• **INPUT DATA**
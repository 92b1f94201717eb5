//! Execution contract between the dispatcher and a storage backend

use crate::descriptor::QueryDescriptor;

/// Identifier of a stored entity
pub type EntityId = u64;

/// Failures reported by a storage backend
#[derive(Debug, thiserror::Error)]
pub enum ExecutionError {
    /// The backend rejected or failed to run the query
    #[error("Query failed: {0}")]
    Query(String),

    /// Stored data the backend could not interpret
    #[error("Invalid record: {0}")]
    InvalidRecord(String),

    /// Storage could not be reached or loaded
    #[error("Storage unavailable: {0}")]
    Unavailable(String),
}

/// Runs descriptors against a store
pub trait QueryExecutor {
    /// Ids matching `descriptor`, ordered and windowed
    fn execute(&self, descriptor: &QueryDescriptor) -> Result<Vec<EntityId>, ExecutionError>;

    /// Number of records matching the filters of `descriptor`, ignoring its
    /// range and ordering
    fn count(&self, descriptor: &QueryDescriptor) -> Result<u64, ExecutionError>;
}

impl<T: QueryExecutor + ?Sized> QueryExecutor for &T {
    fn execute(&self, descriptor: &QueryDescriptor) -> Result<Vec<EntityId>, ExecutionError> {
        (**self).execute(descriptor)
    }

    fn count(&self, descriptor: &QueryDescriptor) -> Result<u64, ExecutionError> {
        (**self).count(descriptor)
    }
}
pub mod analysis;
pub mod dataset;
pub mod domain;
pub mod service;

pub mod config {
    use std::path::PathBuf;

    pub const DEFAULT_DATA_PATH: &str = "data/companies_data.csv";
    pub const DEFAULT_PORT: u16 = 5000;

    #[derive(Debug, Clone)]
    pub struct Settings {
        pub data_path: PathBuf,
        pub port: u16,
        pub frontend_dir: Option<PathBuf>,
        pub sentry_dsn: Option<String>,
    }

    impl Settings {
        pub fn from_env() -> anyhow::Result<Self> {
            Self::from_lookup(|key| std::env::var(key).ok())
        }

        /// Blank values count as unset; an unparseable `PORT` falls back to the default.
        pub fn from_lookup(lookup: impl Fn(&str) -> Option<String>) -> anyhow::Result<Self> {
            let non_blank = |key: &str| lookup(key).filter(|s| !s.trim().is_empty());

            Ok(Self {
                data_path: non_blank("COMPANIES_DATA_PATH")
                    .unwrap_or_else(|| DEFAULT_DATA_PATH.to_string())
                    .into(),
                port: lookup("PORT")
                    .and_then(|v| v.trim().parse().ok())
                    .unwrap_or(DEFAULT_PORT),
                frontend_dir: non_blank("FRONTEND_DIR").map(PathBuf::from),
                sentry_dsn: non_blank("SENTRY_DSN"),
            })
        }
    }

    #[cfg(test)]
    mod tests {
        use super::*;
        use std::collections::HashMap;

        fn settings(vars: &[(&str, &str)]) -> Settings {
            let vars: HashMap<String, String> = vars
                .iter()
                .map(|(k, v)| (k.to_string(), v.to_string()))
                .collect();
            Settings::from_lookup(|key| vars.get(key).cloned()).unwrap()
        }

        #[test]
        fn defaults_when_unset() {
            let s = settings(&[]);
            assert_eq!(s.data_path, PathBuf::from("data/companies_data.csv"));
            assert_eq!(s.port, 5000);
            assert!(s.frontend_dir.is_none());
            assert!(s.sentry_dsn.is_none());
        }

        #[test]
        fn reads_configured_values() {
            let s = settings(&[
                ("COMPANIES_DATA_PATH", "/srv/data.csv"),
                ("PORT", "8080"),
                ("FRONTEND_DIR", "frontend"),
                ("SENTRY_DSN", "https://key@sentry.example/1"),
            ]);
            assert_eq!(s.data_path, PathBuf::from("/srv/data.csv"));
            assert_eq!(s.port, 8080);
            assert_eq!(s.frontend_dir, Some(PathBuf::from("frontend")));
            assert_eq!(s.sentry_dsn.as_deref(), Some("https://key@sentry.example/1"));
        }

        #[test]
        fn unparseable_port_falls_back_to_default() {
            assert_eq!(settings(&[("PORT", "abc")]).port, 5000);
            assert_eq!(settings(&[("PORT", "70000")]).port, 5000);
        }

        #[test]
        fn blank_values_count_as_unset() {
            let s = settings(&[
                ("COMPANIES_DATA_PATH", "  "),
                ("FRONTEND_DIR", ""),
                ("SENTRY_DSN", " "),
            ]);
            assert_eq!(s.data_path, PathBuf::from(DEFAULT_DATA_PATH));
            assert!(s.frontend_dir.is_none());
            assert!(s.sentry_dsn.is_none());
        }
    }
}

• **WHAT IS BEING ASKED**
Write out a word-for-word copy of every entry above.

• **TASK ANSWER**
repository 92b1f94201717eb5
//! Execution contract between the dispatcher and a storage backend

use crate::descriptor::QueryDescriptor;

/// Identifier of a stored entity
pub type EntityId = u64;

/// Failures reported by a storage backend
#[derive(Debug, thiserror::Error)]
pub enum ExecutionError {
    /// The backend rejected or failed to run the query
    #[error("Query failed: {0}")]
    Query(String),

    /// Stored data the backend could not interpret
    #[error("Invalid record: {0}")]
    InvalidRecord(String),

    /// Storage could not be reached or loaded
    #[error("Storage unavailable: {0}")]
    Unavailable(String),
}

/// Runs descriptors against a store
pub trait QueryExecutor {
    /// Ids matching `descriptor`, ordered and windowed
    fn execute(&self, descriptor: &QueryDescriptor) -> Result<Vec<EntityId>, ExecutionError>;

    /// Number of records matching the filters of `descriptor`, ignoring its
    /// range and ordering
    fn count(&self, descriptor: &QueryDescriptor) -> Result<u64, ExecutionError>;
}

impl<T: QueryExecutor + ?Sized> QueryExecutor for &T {
    fn execute(&self, descriptor: &QueryDescriptor) -> Result<Vec<EntityId>, ExecutionError> {
        (**self).execute(descriptor)
    }

    fn count(&self, descriptor: &QueryDescriptor) -> Result<u64, ExecutionError> {
        (**self).count(descriptor)
    }
}
pub mod analysis;
pub mod dataset;
pub mod domain;
pub mod service;

pub mod config {
    use std::path::PathBuf;

    pub const DEFAULT_DATA_PATH: &str = "data/companies_data.csv";
    pub const DEFAULT_PORT: u16 = 5000;

    #[derive(Debug, Clone)]
    pub struct Settings {
        pub data_path: PathBuf,
        pub port: u16,
        pub frontend_dir: Option<PathBuf>,
        pub sentry_dsn: Option<String>,
    }

    impl Settings {
        pub fn from_env() -> anyhow::Result<Self> {
            Self::from_lookup(|key| std::env::var(key).ok())
        }

        /// Blank values count as unset; an unparseable `PORT` falls back to the default.
        pub fn from_lookup(lookup: impl Fn(&str) -> Option<String>) -> anyhow::Result<Self> {
            let non_blank = |key: &str| lookup(key).filter(|s| !s.trim().is_empty());

            Ok(Self {
                data_path: non_blank("COMPANIES_DATA_PATH")
                    .unwrap_or_else(|| DEFAULT_DATA_PATH.to_string())
                    .into(),
                port: lookup("PORT")
                    .and_then(|v| v.trim().parse().ok())
                    .unwrap_or(DEFAULT_PORT),
                frontend_dir: non_blank("FRONTEND_DIR").map(PathBuf::from),
                sentry_dsn: non_blank("SENTRY_DSN"),
            })
        }
    }

    #[cfg(test)]
    mod tests {
        use super::*;
        use std::collections::HashMap;

        fn settings(vars: &[(&str, &str)]) -> Settings {
            let vars: HashMap<String, String> = vars
                .iter()
                .map(|(k, v)| (k.to_string(), v.to_string()))
                .collect();
            Settings::from_lookup(|key| vars.get(key).cloned()).unwrap()
        }

        #[test]
        fn defaults_when_unset() {
            let s = settings(&[]);
            assert_eq!(s.data_path, PathBuf::from("data/companies_data.csv"));
            assert_eq!(s.port, 5000);
            assert!(s.frontend_dir.is_none());
            assert!(s.sentry_dsn.is_none());
        }

        #[test]
        fn reads_configured_values() {
            let s = settings(&[
                ("COMPANIES_DATA_PATH", "/srv/data.csv"),
                ("PORT", "8080"),
                ("FRONTEND_DIR", "frontend"),
                ("SENTRY_DSN", "https://key@sentry.example/1"),
            ]);
            assert_eq!(s.data_path, PathBuf::from("/srv/data.csv"));
            assert_eq!(s.port, 8080);
            assert_eq!(s.frontend_dir, Some(PathBuf::from("frontend")));
            assert_eq!(s.sentry_dsn.as_deref(), Some("https://key@sentry.example/1"));
        }

        #[test]
        fn unparseable_port_falls_back_to_default() {
            assert_eq!(settings(&[("PORT", "abc")]).port, 5000);
            assert_eq!(settings(&[("PORT", "70000")]).port, 5000);
        }

        #[test]
        fn blank_values_count_as_unset() {
            let s = settings(&[
                ("COMPANIES_DATA_PATH", "  "),
                ("FRONTEND_DIR", ""),
                ("SENTRY_DSN", " "),
            ]);
            assert_eq!(s.data_path, PathBuf::from(DEFAULT_DATA_PATH));
            assert!(s.frontend_dir.is_none());
            assert!(s.sentry_dsn.is_none());
        }
    }
}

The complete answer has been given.